■ **REQUIRED ACTION**
Starting from the first line, set down the entire listing exactly.

-- Opening Marker --

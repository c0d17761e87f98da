use std::fs;
use std::process::ExitCode;

use rivet::application::filesystem::GitWorkspaceFilesystem;
use rivet::application::headless::{self, HeadlessContext, HeadlessError, Resolver};
use rivet::application::sessions::TmuxSessionManager;
use rivet::infrastructure::config;
use rivet::infrastructure::event_log::{EventLogger, FileEventLogger, NullEventLogger};

fn open_event_log(request: &headless::HeadlessRequest) -> Result<Box<dyn EventLogger>, String> {
    let Some(path) = request.event_log_path.as_ref() else {
        return Ok(Box::new(NullEventLogger));
    };
    if let Some(parent) = path.parent()
        && !parent.as_os_str().is_empty()
    {
        fs::create_dir_all(parent)
            .map_err(|error| format!("event log directory create failed: {error}"))?;
    }
    FileEventLogger::open(path)
        .map(|logger| Box::new(logger) as Box<dyn EventLogger>)
        .map_err(|error| format!("event log open failed: {error}"))
}

fn run() -> Result<(), String> {
    let request =
        headless::parse_args(std::env::args().skip(1)).map_err(|error| error.message())?;
    let event_log = open_event_log(&request)?;

    let (config, load_error) = config::load_or_default();
    if let Some(error) = load_error {
        eprintln!("rv: {error}, using defaults");
    }
    let home = dirs::home_dir();
    let cwd = std::env::current_dir().map_err(|error| format!("cwd unavailable: {error}"))?;
    let context = HeadlessContext {
        roots: config.resolved_roots(home.as_deref()),
        home,
        cwd,
        max_depth: config.max_depth,
    };

    let filesystem = GitWorkspaceFilesystem::new();
    let sessions = TmuxSessionManager::from_env();
    let resolver = Resolver {
        context: &context,
        filesystem: &filesystem,
        logger: event_log.as_ref(),
    };
    headless::run(&request, &resolver, &sessions)
        .map(|_| ())
        .map_err(|error: HeadlessError| error.message())
}

fn main() -> ExitCode {
    match run() {
        Ok(()) => ExitCode::SUCCESS,
        Err(message) => {
            eprintln!("rv: {message}");
            ExitCode::FAILURE
        }
    }
}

-- Closing Marker --

■ **RESPONSE TO THE TASK**
repository c0d17761e87f98da
use std::fs;
use std::process::ExitCode;

use rivet::application::filesystem::GitWorkspaceFilesystem;
use rivet::application::headless::{self, HeadlessContext, HeadlessError, Resolver};
use rivet::application::sessions::TmuxSessionManager;
use rivet::infrastructure::config;
use rivet::infrastructure::event_log::{EventLogger, FileEventLogger, NullEventLogger};

fn open_event_log(request: &headless::HeadlessRequest) -> Result<Box<dyn EventLogger>, String> {
    let Some(path) = request.event_log_path.as_ref() else {
        return Ok(Box::new(NullEventLogger));
    };
    if let Some(parent) = path.parent()
        && !parent.as_os_str().is_empty()
    {
        fs::create_dir_all(parent)
            .map_err(|error| format!("event log directory create failed: {error}"))?;
    }
    FileEventLogger::open(path)
        .map(|logger| Box::new(logger) as Box<dyn EventLogger>)
        .map_err(|error| format!("event log open failed: {error}"))
}

fn run() -> Result<(), String> {
    let request =
        headless::parse_args(std::env::args().skip(1)).map_err(|error| error.message())?;
    let event_log = open_event_log(&request)?;

    let (config, load_error) = config::load_or_default();
    if let Some(error) = load_error {
        eprintln!("rv: {error}, using defaults");
    }
    let home = dirs::home_dir();
    let cwd = std::env::current_dir().map_err(|error| format!("cwd unavailable: {error}"))?;
    let context = HeadlessContext {
        roots: config.resolved_roots(home.as_deref()),
        home,
        cwd,
        max_depth: config.max_depth,
    };

    let filesystem = GitWorkspaceFilesystem::new();
    let sessions = TmuxSessionManager::from_env();
    let resolver = Resolver {
        context: &context,
        filesystem: &filesystem,
        logger: event_log.as_ref(),
    };
    headless::run(&request, &resolver, &sessions)
        .map(|_| ())
        .map_err(|error: HeadlessError| error.message())
}

fn main() -> ExitCode {
    match run() {
        Ok(()) => ExitCode::SUCCESS,
        Err(message) => {
            eprintln!("rv: {message}");
            ExitCode::FAILURE
        }
    }
}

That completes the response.